Required work
The lines to reproduce from the material below are those from the one containing "parsed, or validated." through the one containing "Ok(path) if !path.is_empty()", both included; write them out exactly and add nothing.

Source information
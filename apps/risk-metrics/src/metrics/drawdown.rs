//! Drawdown of cumulative P&L from its running peak.

use super::types::{DrawdownPoint, DrawdownSeries};
use crate::error::{Result, RiskError};

/// Running maximum, `out[i] = max(values[0..=i])`.
pub fn running_max(values: &[f64]) -> Vec<f64> {
    let mut peak = f64::NEG_INFINITY;
    values
        .iter()
        .map(|v| {
            peak = peak.max(*v);
            peak
        })
        .collect()
}

/// Drawdown curve, `cum[i] / roll_max[i] - 1`.
///
/// A zero running peak fails with `DivisionByZero` and a negative one with
/// `NonPositivePeak`; neither yields a meaningful ratio.
pub fn drawdowns(cumulative: &[f64]) -> Result<Vec<f64>> {
    if cumulative.is_empty() {
        return Err(RiskError::InsufficientData {
            metric: "drawdown",
            required: 1,
            actual: 0,
        });
    }

    running_max(cumulative)
        .into_iter()
        .zip(cumulative)
        .enumerate()
        .map(|(index, (peak, equity))| {
            if peak == 0.0 {
                Err(RiskError::DivisionByZero { index })
            } else if peak < 0.0 {
                Err(RiskError::NonPositivePeak { index, peak })
            } else {
                Ok(equity / peak - 1.0)
            }
        })
        .collect()
}

/// Maximum drawdown, `min(drawdown)`.
pub fn max_drawdown(cumulative: &[f64]) -> Result<f64> {
    Ok(drawdowns(cumulative)?
        .into_iter()
        .fold(0.0, f64::min))
}

/// Full drawdown series labelled with input dates.
pub fn drawdown_series(cumulative: &[f64], timestamps: &[String]) -> Result<DrawdownSeries> {
    if timestamps.len() != cumulative.len() {
        return Err(RiskError::LengthMismatch {
            left_name: "cumulative_pnl",
            left: cumulative.len(),
            right_name: "date",
            right: timestamps.len(),
        });
    }

    let values = drawdowns(cumulative)?;
    let peaks = running_max(cumulative);

    let mut max_drawdown = 0.0;
    let mut trough_index = 0;
    let mut peak_index = 0;
    let mut last_peak_index = 0;

    let mut points = Vec::with_capacity(cumulative.len());
    for (idx, ((equity, peak), drawdown)) in cumulative.iter().zip(&peaks).zip(&values).enumerate() {
        if *drawdown == 0.0 {
            last_peak_index = idx;
        }
        if *drawdown < max_drawdown {
            max_drawdown = *drawdown;
            trough_index = idx;
            peak_index = last_peak_index;
        }
        points.push(DrawdownPoint {
            timestamp: timestamps[idx].clone(),
            equity: *equity,
            peak: *peak,
            drawdown: *drawdown,
        });
    }

    tracing::debug!(
        points = points.len(),
        max_drawdown,
        peak_index,
        trough_index,
        "Drawdown series computed"
    );

    Ok(DrawdownSeries {
        points,
        max_drawdown,
        peak_index,
        trough_index,
    })
}
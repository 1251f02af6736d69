// Allow unwrap/expect in tests - tests should panic on unexpected errors
// Allow test-specific patterns and pedantic lints in test code
#![cfg_attr(
    test,
    allow(
        clippy::unwrap_used,
        clippy::expect_used,
        clippy::float_cmp,
        clippy::too_many_lines,
        clippy::needless_pass_by_value,
        clippy::option_if_let_else,
        clippy::items_after_statements
    )
)]

//! Risk Metrics - Strategy Tail-Risk Report
//!
//! Loads a strategy's trade P&L from CSV and reports three risk figures:
//!
//! - **Value at Risk**: parametric, Normal fit to per-trade P&L, scaled to AUM
//! - **Conditional Value at Risk**: mean of the worst `floor((1 - c) * n)` trades
//! - **Drawdown**: decline of cumulative P&L from its running peak
//!
//! # Pipeline
//!
//! `data` (CSV → `TradeDataset`) → `metrics` (`RiskCalculator` →
//! `RiskReport`) → `report` (text, SVG chart).
//!
//! Every stage is synchronous and runs once. Degenerate input fails with a
//! typed `RiskError` instead of producing NaN or infinity.

#![forbid(unsafe_code)]
#![warn(missing_docs)]
#![warn(clippy::pedantic)]

/// YAML configuration with environment interpolation.
pub mod config;
/// CSV loading into a trade P&L dataset.
pub mod data;
/// Error taxonomy and exit codes.
pub mod error;
/// VaR, CVaR and drawdown computation.
pub mod metrics;
/// Logging setup.
pub mod observability;
/// Text and chart output.
pub mod report;

pub use config::{Config, ConfigError, load_config, resolve_config};
pub use data::{TradeDataset, load_csv};
pub use error::{ErrorCode, Result, RiskError};
pub use metrics::{RiskCalculator, RiskReport};
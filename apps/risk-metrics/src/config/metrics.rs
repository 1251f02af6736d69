//! Risk metric parameters.

use rust_decimal::Decimal;
use rust_decimal_macros::dec;
use serde::{Deserialize, Serialize};

/// Confidence level and capital base for VaR and CVaR.
#[derive(Debug, Clone, PartialEq, Serialize, Deserialize)]
pub struct MetricsConfig {
    /// Confidence level, strictly between 0 and 1.
    #[serde(default = "default_confidence")]
    pub confidence: f64,
    /// Assets under management used to scale VaR to dollars.
    #[serde(default = "default_aum")]
    pub aum: Decimal,
}

impl Default for MetricsConfig {
    fn default() -> Self {
        Self {
            confidence: default_confidence(),
            aum: default_aum(),
        }
    }
}

const fn default_confidence() -> f64 {
    0.99
}

fn default_aum() -> Decimal {
    dec!(1000000)
}
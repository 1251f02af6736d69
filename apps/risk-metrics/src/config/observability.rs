//! Observability configuration for logging.

use serde::{Deserialize, Serialize};

/// Observability configuration (logging only).
#[derive(Debug, Clone, PartialEq, Eq, Serialize, Deserialize, Default)]
pub struct ObservabilityConfig {
    /// Logging configuration.
    #[serde(default)]
    pub logging: LoggingConfig,
}

/// Log output format.
#[derive(Debug, Clone, Copy, PartialEq, Eq, Serialize, Deserialize, Default)]
#[serde(rename_all = "lowercase")]
pub enum LogFormat {
    /// One JSON object per line.
    Json,
    /// Multi-line human-readable output.
    Pretty,
    /// Single-line human-readable output.
    #[default]
    Compact,
}

/// Logging configuration.
#[derive(Debug, Clone, PartialEq, Eq, Serialize, Deserialize)]
pub struct LoggingConfig {
    /// Log level.
    #[serde(default = "default_log_level")]
    pub level: String,
    /// Output format.
    #[serde(default)]
    pub format: LogFormat,
}

impl Default for LoggingConfig {
    fn default() -> Self {
        Self {
            level: default_log_level(),
            format: LogFormat::default(),
        }
    }
}

fn default_log_level() -> String {
    "info".to_string()
}
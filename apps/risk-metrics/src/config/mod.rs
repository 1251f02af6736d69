//! Configuration module for the risk metrics report.
//!
//! Provides configuration loading, validation, and environment variable
//! interpolation for the input, metric, report and logging settings.
//!
//! # Usage
//!
//! ```rust,ignore
//! use risk_metrics::config::{Config, load_config};
//!
//! // Load from default path (config.yaml)
//! let config = load_config(None)?;
//!
//! // Load from custom path
//! let config = load_config(Some("custom/config.yaml"))?;
//!
//! println!("confidence: {}", config.metrics.confidence);
//! ```

mod input;
mod metrics;
mod observability;
mod report;

use std::path::Path;

use rust_decimal::Decimal;
use serde::{Deserialize, Serialize};
use thiserror::Error;

pub use input::InputConfig;
pub use metrics::MetricsConfig;
pub use observability::{LogFormat, LoggingConfig, ObservabilityConfig};
pub use report::ReportConfig;

/// Environment variable naming an explicit config file.
pub const CONFIG_PATH_ENV: &str = "RISK_METRICS_CONFIG";

/// Config file read when no path is given.
pub const DEFAULT_CONFIG_PATH: &str = "config.yaml";

/// Configuration errors.
#[derive(Debug, Error)]
pub enum ConfigError {
    /// Failed to read configuration file.
    #[error("Failed to read config file '{path}': {source}")]
    ReadError {
        /// Path to the config file.
        path: String,
        /// The underlying IO error.
        source: std::io::Error,
    },

    /// Failed to parse YAML configuration.
    #[error("Failed to parse config YAML: {0}")]
    ParseError(#[from] serde_yaml_bw::Error),

    /// Configuration validation failed.
    #[error("Config validation failed: {0}")]
    ValidationError(String),
}

/// Root configuration structure.
#[derive(Debug, Clone, Default, PartialEq, Serialize, Deserialize)]
pub struct Config {
    /// Input file configuration.
    #[serde(default)]
    pub input: InputConfig,
    /// Risk metric parameters.
    #[serde(default)]
    pub metrics: MetricsConfig,
    /// Report output configuration.
    #[serde(default)]
    pub report: ReportConfig,
    /// Observability configuration.
    #[serde(default)]
    pub observability: ObservabilityConfig,
}

// ============================================
// Configuration Loading
// ============================================

/// Load configuration from a YAML file with environment variable interpolation.
///
/// # Arguments
///
/// * `path` - Optional path to the config file. Defaults to "config.yaml".
///
/// # Errors
///
/// Returns a `ConfigError` if the file cannot be read, parsed, or validated.
pub fn load_config(path: Option<&str>) -> Result<Config, ConfigError> {
    let path = path.unwrap_or(DEFAULT_CONFIG_PATH);

    let contents = std::fs::read_to_string(path).map_err(|e| ConfigError::ReadError {
        path: path.to_string(),
        source: e,
    })?;

    load_config_from_string(&contents)
}

/// Load configuration from a YAML string (useful for testing).
///
/// # Errors
///
/// Returns a `ConfigError` if the YAML cannot be parsed or validated.
pub fn load_config_from_string(yaml: &str) -> Result<Config, ConfigError> {
    let interpolated = interpolate_env_vars(yaml);
    let config: Config = serde_yaml_bw::from_str(&interpolated)?;
    validate_config(&config)?;
    Ok(config)
}

/// Resolve the runtime configuration.
///
/// An explicit `RISK_METRICS_CONFIG` path must exist. Without it,
/// `config.yaml` is used when present and built-in defaults otherwise.
pub fn resolve_config() -> Result<Config, ConfigError> {
    match std::env::var(CONFIG_PATH_ENV) {
        Ok(path) if !path.is_empty() => load_config(Some(&path)),
        _ if Path::new(DEFAULT_CONFIG_PATH).exists() => load_config(None),
        _ => Ok(Config::default()),
    }
}

/// Interpolate environment variables in a string.
///
/// Supports both `${VAR}` and `${VAR:-default}` syntax.
#[allow(clippy::expect_used)] // Regex is a compile-time constant
fn interpolate_env_vars(input: &str) -> String {
    use std::sync::OnceLock;

    static ENV_VAR_REGEX: OnceLock<regex::Regex> = OnceLock::new();

    let re = ENV_VAR_REGEX.get_or_init(|| {
        regex::Regex::new(r"\$\{([A-Za-z_][A-Za-z0-9_]*)(?::-([^}]*))?\}")
            .expect("env var regex is valid")
    });

    re.replace_all(input, |cap: &regex::Captures<'_>| {
        let default_value = cap.get(2).map(|m| m.as_str());
        match cap.get(1).map(|m| std::env::var(m.as_str())) {
            Some(Ok(v)) if !v.is_empty() => v,
            _ => default_value.map_or_else(String::new, str::to_string),
        }
    })
    .into_owned()
}

/// Validate configuration values.
fn validate_config(config: &Config) -> Result<(), ConfigError> {
    let confidence = config.metrics.confidence;
    if !(confidence > 0.0 && confidence < 1.0) {
        return Err(ConfigError::ValidationError(
            "metrics.confidence must be strictly between 0.0 and 1.0".to_string(),
        ));
    }

    if config.metrics.aum <= Decimal::ZERO {
        return Err(ConfigError::ValidationError(
            "metrics.aum must be positive".to_string(),
        ));
    }

    let columns = [
        ("input.pnl_column", &config.input.pnl_column),
        ("input.cumulative_column", &config.input.cumulative_column),
        ("input.date_column", &config.input.date_column),
    ];
    for (name, value) in columns {
        if value.trim().is_empty() {
            return Err(ConfigError::ValidationError(format!(
                "{name} must not be empty"
            )));
        }
    }

    if !config.input.cumulative_base.is_finite() {
        return Err(ConfigError::ValidationError(
            "input.cumulative_base must be finite".to_string(),
        ));
    }

    if config.report.chart_width == 0 || config.report.chart_height == 0 {
        return Err(ConfigError::ValidationError(
            "report.chart_width and report.chart_height must be positive".to_string(),
        ));
    }

    Ok(())
}

#[cfg(test)]
mod tests {
    use super::*;
    use rust_decimal_macros::dec;

    #[test]
    fn test_default_config() {
        let config = Config::default();

        assert!((config.metrics.confidence - 0.99).abs() < f64::EPSILON);
        assert_eq!(config.metrics.aum, dec!(1000000));
        assert_eq!(config.input.pnl_column, "trade_pnl");
        assert_eq!(config.input.cumulative_column, "cumulative_pnl");
        assert_eq!(config.input.date_column, "date");
        assert!(!config.input.derive_cumulative);
        assert_eq!(config.report.chart_path, "risk_chart.svg");
        assert_eq!(config.observability.logging.level, "info");
        assert_eq!(config.observability.logging.format, LogFormat::Compact);
        assert!(validate_config(&config).is_ok());
    }

    #[test]
    fn test_load_empty_config() {
        let config = match load_config_from_string("{}") {
            Ok(c) => c,
            Err(e) => panic!("should load empty config: {e}"),
        };
        assert_eq!(config, Config::default());
    }

    #[test]
    fn test_load_minimal_config() {
        let yaml = r"
metrics:
  confidence: 0.95
";

        let config = match load_config_from_string(yaml) {
            Ok(c) => c,
            Err(e) => panic!("should load minimal config: {e}"),
        };
        assert!((config.metrics.confidence - 0.95).abs() < f64::EPSILON);
        assert_eq!(config.metrics.aum, dec!(1000000)); // Default value
    }

    #[test]
    fn test_env_var_with_default_when_missing() {
        let input = "path: ${RISK_METRICS_TEST_NONEXISTENT_VAR:-trades.csv}";
        let result = interpolate_env_vars(input);

        assert_eq!(result, "path: trades.csv");
    }

    #[test]
    #[expect(clippy::literal_string_with_formatting_args)] // ${...} is env var syntax, not format args
    fn test_env_var_with_default_uses_existing() {
        // PATH should always exist
        let input = "path: ${PATH:-default}";
        let result = interpolate_env_vars(input);

        assert_ne!(result, "path: default");
        assert!(result.starts_with("path: "));
    }

    #[test]
    fn test_env_var_without_default_becomes_empty() {
        let input = "chart_path: ${RISK_METRICS_TEST_UNLIKELY_TO_EXIST}";
        let result = interpolate_env_vars(input);

        assert_eq!(result, "chart_path: ");
    }

    #[test]
    fn test_validation_confidence_out_of_range() {
        for confidence in ["1.0", "0.0", "1.5", "-0.1"] {
            let yaml = format!("metrics:\n  confidence: {confidence}\n");
            let Err(err) = load_config_from_string(&yaml) else {
                panic!("expected error for confidence {confidence}");
            };
            assert!(err.to_string().contains("confidence"));
        }
    }

    #[test]
    fn test_validation_non_positive_aum() {
        let yaml = r"
metrics:
  aum: 0
";
        let Err(err) = load_config_from_string(yaml) else {
            panic!("expected error for zero aum");
        };
        assert!(err.to_string().contains("aum"));
    }

    #[test]
    fn test_validation_empty_column() {
        let yaml = r#"
input:
  pnl_column: ""
"#;
        let Err(err) = load_config_from_string(yaml) else {
            panic!("expected error for empty column");
        };
        assert!(err.to_string().contains("input.pnl_column"));
    }

    #[test]
    fn test_validation_zero_chart_size() {
        let yaml = r"
report:
  chart_width: 0
";
        assert!(load_config_from_string(yaml).is_err());
    }

    #[test]
    fn test_invalid_log_format_rejected() {
        let yaml = r"
observability:
  logging:
    format: xml
";
        let Err(err) = load_config_from_string(yaml) else {
            panic!("expected parse error for unknown format");
        };
        assert!(matches!(err, ConfigError::ParseError(_)));
    }

    #[test]
    fn test_full_config_parse() {
        let yaml = r#"
input:
  path: "data/strategy.csv"
  pnl_column: "pnl"
  cumulative_column: "equity"
  date_column: "day"
  derive_cumulative: true
  cumulative_base: 1000000

metrics:
  confidence: 0.975
  aum: "2500000.50"

report:
  chart_path: "out/chart.svg"
  chart_width: 1200
  chart_height: 800

observability:
  logging:
    level: "debug"
    format: "json"
"#;

        let config = match load_config_from_string(yaml) {
            Ok(c) => c,
            Err(e) => panic!("should load full config: {e}"),
        };

        assert_eq!(config.input.path, "data/strategy.csv");
        assert_eq!(config.input.pnl_column, "pnl");
        assert_eq!(config.input.cumulative_column, "equity");
        assert_eq!(config.input.date_column, "day");
        assert!(config.input.derive_cumulative);
        assert!((config.input.cumulative_base - 1_000_000.0).abs() < f64::EPSILON);
        assert!((config.metrics.confidence - 0.975).abs() < f64::EPSILON);
        assert_eq!(config.metrics.aum, dec!(2500000.50));
        assert_eq!(config.report.chart_path, "out/chart.svg");
        assert_eq!(config.report.chart_width, 1200);
        assert_eq!(config.report.chart_height, 800);
        assert_eq!(config.observability.logging.level, "debug");
        assert_eq!(config.observability.logging.format, LogFormat::Json);
    }

    #[test]
    fn test_load_missing_file() {
        let Err(err) = load_config(Some("/nonexistent/risk-metrics.yaml")) else {
            panic!("expected read error");
        };
        assert!(matches!(err, ConfigError::ReadError { .. }));
    }
}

Task solution
/// Returns a `ConfigError` if the file cannot be read, parsed, or validated.
pub fn load_config(path: Option<&str>) -> Result<Config, ConfigError> {
    let path = path.unwrap_or(DEFAULT_CONFIG_PATH);

    let contents = std::fs::read_to_string(path).map_err(|e| ConfigError::ReadError {
        path: path.to_string(),
        source: e,
    })?;

    load_config_from_string(&contents)
}

/// Load configuration from a YAML string (useful for testing).
///
/// # Errors
///
/// Returns a `ConfigError` if the YAML cannot be parsed or validated.
pub fn load_config_from_string(yaml: &str) -> Result<Config, ConfigError> {
    let interpolated = interpolate_env_vars(yaml);
    let config: Config = serde_yaml_bw::from_str(&interpolated)?;
    validate_config(&config)?;
    Ok(config)
}

/// Resolve the runtime configuration.
///
/// An explicit `RISK_METRICS_CONFIG` path must exist. Without it,
/// `config.yaml` is used when present and built-in defaults otherwise.
pub fn resolve_config() -> Result<Config, ConfigError> {
    match std::env::var(CONFIG_PATH_ENV) {
        Ok(path) if !path.is_empty() => load_config(Some(&path)),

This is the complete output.